Climate Mincers

Climate scientists have consistently underestimated climate change and continue to do so.

Climate models have been and remain simplistically pathetic. Climatologists still don’t understand the dynamics behind climate change.

For example, an eruptive aspect lying dormant in climate models is volcanism.

At least 25 times the water in the world’s oceans flows through Earth’s mantle. Warm water expands. Increased water pressure in the mantle stimulates volcanism. Already volcanos around the world are more active than they were 20 years ago.

The climatic effect that volcanoes have depends upon over all climate trend. Going into hothouse, as the world is now, volcanism accelerates warming, despite spewing aerosols which would nominally have a cooling effect.

No extant climate model incorporates volcanic activity.

Nor do climate models sufficiently incorporate feedback loops. Hence, for instance, continuing surprise at the rate of ice melt in the polar regions.

Climate forecasts have been made by overconfident pussyfooters who were too timid to buck consensual opinion. In the mid-20th century, environmental scientists thought that climate was glacial in its pace of change. Through the 1980s, the consensus was that climate change took millennia.

Even now, scientists underestimate the rapidity of climate change, despite copious data from geological sources and recent observations, including the accelerating contribution of man-made pollution. This year, for instance, climate scientists were stunned to discover the extent and pace of polar ice melt.

Owing to incompetent scientists, economists have grossly underestimated the economic toll that climate calamities and mass extinction have already taken and will take in the coming decades.

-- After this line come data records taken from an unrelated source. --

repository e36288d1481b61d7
use std::env;
use std::time::Duration;

use serde::Serialize;

pub const DEFAULT_BASE_URL: &str = "http://localhost:3001";
const DEFAULT_TIMEOUT_SECS: u64 = 10;

#[derive(Debug, Clone, Serialize)]
#[serde(rename_all = "camelCase")]
pub struct Config {
    pub base_url: String,
    pub timeout_secs: u64,
}

impl Config {
    pub fn from_env() -> anyhow::Result<Self> {
        let base_url = env::var("REGISTRY_API_URL")
            .ok()
            .map(|v| v.trim().trim_end_matches('/').to_string())
            .filter(|v| !v.is_empty())
            .unwrap_or_else(|| DEFAULT_BASE_URL.to_string());

        let timeout_secs = match env::var("REGISTRY_API_TIMEOUT_SECS") {
            Ok(raw) => raw
                .trim()
                .parse::<u64>()
                .map_err(|_| anyhow::anyhow!("REGISTRY_API_TIMEOUT_SECS must be an integer"))?,
            Err(_) => DEFAULT_TIMEOUT_SECS,
        };

        Ok(Self {
            base_url,
            timeout_secs,
        })
    }

    pub fn timeout(&self) -> Duration {
        Duration::from_secs(self.timeout_secs)
    }
}

impl Default for Config {
    fn default() -> Self {
        Self {
            base_url: DEFAULT_BASE_URL.to_string(),
            timeout_secs: DEFAULT_TIMEOUT_SECS,
        }
    }
}
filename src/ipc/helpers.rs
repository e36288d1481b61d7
use std::sync::Arc;

use serde::de::DeserializeOwned;
use tracing::warn;

use crate::api::ApiError;
use crate::ipc::error::err;
use crate::ipc::types::{AppState, Request};
use crate::store::Needs;

pub fn required_i64(req: &Request, key: &str) -> Result<i64, serde_json::Value> {
    req.params
        .get(key)
        .and_then(|v| v.as_i64())
        .ok_or_else(|| err(&req.id, "bad_params", format!("missing {}", key), None))
}

pub fn required_str(req: &Request, key: &str) -> Result<String, serde_json::Value> {
    req.params
        .get(key)
        .and_then(|v| v.as_str())
        .map(|v| v.to_string())
        .ok_or_else(|| err(&req.id, "bad_params", format!("missing {}", key), None))
}

/// Deserialize `params.<key>` into a payload type; missing key is an error.
pub fn required_obj<T: DeserializeOwned>(req: &Request, key: &str) -> Result<T, serde_json::Value> {
    let Some(raw) = req.params.get(key) else {
        return Err(err(&req.id, "bad_params", format!("missing {}", key), None));
    };
    serde_json::from_value(raw.clone())
        .map_err(|e| err(&req.id, "bad_params", format!("bad {}: {}", key, e), None))
}

/// Deserialize `params.filters`; absent or null means all defaults.
pub fn parse_filters<T: DeserializeOwned + Default>(
    req: &Request,
) -> Result<T, serde_json::Value> {
    match req.params.get("filters") {
        None | Some(serde_json::Value::Null) => Ok(T::default()),
        Some(raw) => serde_json::from_value(raw.clone())
            .map_err(|e| err(&req.id, "bad_params", format!("bad filters: {}", e), None)),
    }
}

/// Fetch the collections a handler needs, turning a fetch failure into the
/// error envelope.
pub async fn prime(
    state: &mut AppState,
    req: &Request,
    needs: Needs,
) -> Result<(), serde_json::Value> {
    let api = Arc::clone(&state.api);
    state
        .store
        .prime(api.as_ref(), needs)
        .await
        .map_err(|e| api_err(req, &e))
}

pub fn api_err(req: &Request, e: &ApiError) -> serde_json::Value {
    warn!(method = %req.method, error = %e, "remote request failed");
    err(&req.id, e.code(), e.to_string(), None)
}
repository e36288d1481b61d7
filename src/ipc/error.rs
use serde_json::json;

pub fn ok(id: &str, result: serde_json::Value) -> serde_json::Value {
    json!({
        "id": id,
        "ok": true,
        "result": result
    })
}

pub fn err(
    id: &str,
    code: &str,
    message: impl Into<String>,
    details: Option<serde_json::Value>,
) -> serde_json::Value {
    let mut error = json!({
        "code": code,
        "message": message.into(),
    });
    if let Some(d) = details {
        error["details"] = d;
    }
    json!({
        "id": id,
        "ok": false,
        "error": error,
    })
}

Politicians worldwide have yet to act responsibly: partly because of their own stupidity and small-mindedness, and partly because they aren’t being pushed by their ill-informed constituents (“leadership” being a hollow word politically).

India is on the cusp of suffering a localized mass extinction of its human population. Yet India’s politicians persist with their provincial pettiness.

In the early 2020s the world will slide into a recession from which it will never recover to the level of vitality and employment enjoyed during the 1990s, because loss of confidence in the future will warp and stymie investment. Today’s political tensions will seem minor-league compared to what they will become, as the forces of status-quo conservatism (backed by gullible blockheads and bankrolled by the rich) square off against sensibility.

By 2070 global average air surface temperature will be at least 2.2 °C higher than it was in 1770, global sea level will more than a meter above what it was in 1870, and the human population worldwide will be less than it was in 1970 (3.7 billion). Human suffering will intensify correspondent to climate mishap. Numerically, roughly half the people on the planet now (7.7 billion) will be slain via various catastrophes from climatic turmoil by 2070. The foregoing is a conservative forecast.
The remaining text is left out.